24 posts • joined Tuesday 9th November 2010 12:31 GMT

wheelybird

Re: "...digital copies of books should "deteriorate"..."

"They'll be inventing hardback and paperback versions of ebooks next."

They have. :( I went to buy an ebook once. It cost £20 because it was 'the hardback version'. Needless to say I didn't buy it.

wheelybird

Re: It's not even subtle

Actually, it really is an interesting place. Worth a visit if you're on holiday in the south of Spain (don't forget your passport), but avoid the town centre as much as possible. Stick to the nature park which covers most of the side of the rock.

wheelybird
FAIL

Yes. IMAP is a web protocol. It's a very efficient web protocol. With IMAP idle, supported by several IMAP servers and quite a few clients, you get 'push' email. For example, my phone connects to my Dovecot IMAP server and I get email notifications the moment they hit my inbox. CalDAV etc. are also widely supported on mobile devices. iPhones can do CalDAV. CardDAV is for contacts, it's less widely used but I think the the iPhone does them.

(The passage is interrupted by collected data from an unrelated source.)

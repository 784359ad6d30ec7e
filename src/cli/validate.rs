use anyhow::Result;
use log::info;
use std::path::PathBuf;

/// Validate worklist file integrity
pub fn run(file: PathBuf) -> Result<()> {
    use fluent_worklist::validator::validate_worklist_file;

    info!("Validating {}", file.display());

    match validate_worklist_file(&file) {
        Ok(report) => {
            #[cfg(feature = "colorized_output")]
            {
                println!("{}", report.format_colored());
            }

            #[cfg(not(feature = "colorized_output"))]
            {
                println!("{}", report);
            }

            if report.has_failures() {
                std::process::exit(1);
            }

            Ok(())
        }
        Err(e) => {
            eprintln!("Validation error: {}", e);
            std::process::exit(1);
        }
    }
}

So you *can* do essentially the same thing using open protocols. I can prove this by doing essentially the same thing with open protocols.

wheelybird

Re: The BASIC this article describes sounds more like

Sounds similar to SAM Coupe BASIC, which was based on Speccy BASIC.

SAM Coupe BASIC was pretty damn good.

wheelybird

Just not true

The whole point of the Vita is that it's a portable console with proper controls. You can't compare playing Temple Run or Angry Birds to playing Assassin's Creed or LittleBigPlanet on the Vita. Trying to control a game using virtual controls is awful, and I'm sure you can't get joypad peripherals for your phone, but they're not widely supported or are ever likely to be.

wheelybird
WTF?

Re: SQL Injection

Hey. Why are you blaming the systems operators? The blame here goes to the developers and management for not hiring whitehat pen testers. Systems staff rarely get a say in which software they run on their systems.

wheelybird

Servers

Well of course you should use the correct tool for the job. I use a GUI on my desktop, and you know what; I often use a GUI file manager to copy and browse files!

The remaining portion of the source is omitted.